Instructions to follow:
Locate the string "reader" throughout the material and copy every line in which it occurs.

---------------

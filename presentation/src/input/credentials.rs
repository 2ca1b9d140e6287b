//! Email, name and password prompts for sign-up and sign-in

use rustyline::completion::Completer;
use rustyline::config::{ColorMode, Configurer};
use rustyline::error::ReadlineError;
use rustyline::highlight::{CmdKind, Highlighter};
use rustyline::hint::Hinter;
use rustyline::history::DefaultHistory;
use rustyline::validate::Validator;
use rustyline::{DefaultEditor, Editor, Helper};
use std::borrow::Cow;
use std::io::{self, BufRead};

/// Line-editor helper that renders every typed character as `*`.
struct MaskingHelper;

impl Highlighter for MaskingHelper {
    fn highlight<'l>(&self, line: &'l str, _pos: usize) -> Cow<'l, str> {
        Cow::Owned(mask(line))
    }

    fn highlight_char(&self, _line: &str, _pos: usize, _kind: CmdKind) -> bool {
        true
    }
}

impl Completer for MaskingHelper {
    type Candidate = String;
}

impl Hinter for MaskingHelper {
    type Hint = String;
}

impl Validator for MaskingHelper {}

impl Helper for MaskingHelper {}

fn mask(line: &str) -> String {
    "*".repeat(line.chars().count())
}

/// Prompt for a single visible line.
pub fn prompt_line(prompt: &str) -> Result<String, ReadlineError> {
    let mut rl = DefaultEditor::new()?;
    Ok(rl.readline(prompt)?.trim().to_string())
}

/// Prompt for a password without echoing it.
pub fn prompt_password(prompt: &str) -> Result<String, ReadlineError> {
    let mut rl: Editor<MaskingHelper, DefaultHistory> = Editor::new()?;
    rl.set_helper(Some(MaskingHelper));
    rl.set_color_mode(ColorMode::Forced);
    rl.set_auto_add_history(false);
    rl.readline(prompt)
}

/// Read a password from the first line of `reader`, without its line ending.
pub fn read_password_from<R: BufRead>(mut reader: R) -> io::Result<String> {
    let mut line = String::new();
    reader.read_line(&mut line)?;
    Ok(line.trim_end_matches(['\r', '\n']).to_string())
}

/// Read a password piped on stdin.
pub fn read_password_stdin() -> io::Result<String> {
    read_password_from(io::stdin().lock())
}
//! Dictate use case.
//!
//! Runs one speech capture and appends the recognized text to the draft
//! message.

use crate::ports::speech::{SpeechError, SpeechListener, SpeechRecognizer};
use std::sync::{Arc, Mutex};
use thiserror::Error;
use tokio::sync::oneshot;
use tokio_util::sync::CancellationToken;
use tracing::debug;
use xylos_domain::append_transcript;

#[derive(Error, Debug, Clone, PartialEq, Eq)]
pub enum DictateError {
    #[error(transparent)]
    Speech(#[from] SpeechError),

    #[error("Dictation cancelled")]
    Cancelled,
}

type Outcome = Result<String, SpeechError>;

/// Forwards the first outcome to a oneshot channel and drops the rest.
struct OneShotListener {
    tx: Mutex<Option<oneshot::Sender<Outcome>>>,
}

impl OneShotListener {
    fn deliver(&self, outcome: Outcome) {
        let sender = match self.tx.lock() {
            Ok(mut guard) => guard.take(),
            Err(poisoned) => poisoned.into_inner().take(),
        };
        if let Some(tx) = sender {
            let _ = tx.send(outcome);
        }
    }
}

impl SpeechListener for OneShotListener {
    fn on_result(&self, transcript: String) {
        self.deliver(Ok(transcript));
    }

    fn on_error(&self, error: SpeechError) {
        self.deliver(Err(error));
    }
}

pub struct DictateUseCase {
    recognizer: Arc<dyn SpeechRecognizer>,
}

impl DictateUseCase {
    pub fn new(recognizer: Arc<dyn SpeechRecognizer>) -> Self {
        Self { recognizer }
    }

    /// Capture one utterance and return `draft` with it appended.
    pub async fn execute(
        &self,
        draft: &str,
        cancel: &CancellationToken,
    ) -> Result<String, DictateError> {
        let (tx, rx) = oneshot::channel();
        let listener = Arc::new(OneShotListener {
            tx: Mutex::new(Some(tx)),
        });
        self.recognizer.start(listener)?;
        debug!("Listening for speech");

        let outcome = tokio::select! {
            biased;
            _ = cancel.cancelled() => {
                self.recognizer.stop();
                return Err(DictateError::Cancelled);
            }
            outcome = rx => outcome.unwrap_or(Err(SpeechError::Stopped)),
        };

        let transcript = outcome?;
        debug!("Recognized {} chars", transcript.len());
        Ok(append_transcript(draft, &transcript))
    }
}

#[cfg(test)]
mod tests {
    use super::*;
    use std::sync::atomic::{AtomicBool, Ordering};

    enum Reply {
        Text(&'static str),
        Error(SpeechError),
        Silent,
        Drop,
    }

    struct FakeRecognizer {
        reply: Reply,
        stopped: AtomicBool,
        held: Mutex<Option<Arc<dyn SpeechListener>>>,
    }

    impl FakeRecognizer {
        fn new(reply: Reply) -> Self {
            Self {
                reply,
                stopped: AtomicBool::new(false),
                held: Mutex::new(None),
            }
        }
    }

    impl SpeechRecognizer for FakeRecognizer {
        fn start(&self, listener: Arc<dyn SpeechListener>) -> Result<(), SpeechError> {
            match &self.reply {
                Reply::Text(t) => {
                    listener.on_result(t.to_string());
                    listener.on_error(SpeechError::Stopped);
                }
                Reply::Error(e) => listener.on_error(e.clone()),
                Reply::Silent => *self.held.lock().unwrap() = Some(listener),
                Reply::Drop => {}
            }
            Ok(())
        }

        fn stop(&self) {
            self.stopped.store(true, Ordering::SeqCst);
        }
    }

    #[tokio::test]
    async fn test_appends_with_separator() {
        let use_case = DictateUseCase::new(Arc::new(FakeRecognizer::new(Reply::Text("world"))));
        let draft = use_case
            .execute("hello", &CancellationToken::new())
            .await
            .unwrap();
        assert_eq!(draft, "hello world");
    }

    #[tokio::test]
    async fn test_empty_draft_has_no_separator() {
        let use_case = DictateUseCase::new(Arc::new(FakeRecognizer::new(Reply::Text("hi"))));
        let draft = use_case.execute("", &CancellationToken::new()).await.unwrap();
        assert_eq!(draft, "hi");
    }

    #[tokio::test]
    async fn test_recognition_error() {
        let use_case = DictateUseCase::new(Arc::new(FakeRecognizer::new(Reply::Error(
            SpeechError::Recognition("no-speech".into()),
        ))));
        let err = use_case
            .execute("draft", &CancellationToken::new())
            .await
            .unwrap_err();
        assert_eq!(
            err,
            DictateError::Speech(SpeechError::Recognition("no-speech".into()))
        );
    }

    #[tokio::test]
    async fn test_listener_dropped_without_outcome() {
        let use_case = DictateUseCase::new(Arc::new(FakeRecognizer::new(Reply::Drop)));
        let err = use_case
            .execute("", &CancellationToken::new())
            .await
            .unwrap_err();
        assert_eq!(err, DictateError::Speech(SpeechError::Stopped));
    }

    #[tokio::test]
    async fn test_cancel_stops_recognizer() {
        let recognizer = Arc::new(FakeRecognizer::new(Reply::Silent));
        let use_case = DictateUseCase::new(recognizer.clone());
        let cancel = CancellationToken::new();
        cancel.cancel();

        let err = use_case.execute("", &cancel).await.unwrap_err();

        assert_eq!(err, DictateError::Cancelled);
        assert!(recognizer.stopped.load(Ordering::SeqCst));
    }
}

---------------

Written reply:
/// Read a password from the first line of `reader`, without its line ending.
pub fn read_password_from<R: BufRead>(mut reader: R) -> io::Result<String> {
    reader.read_line(&mut line)?;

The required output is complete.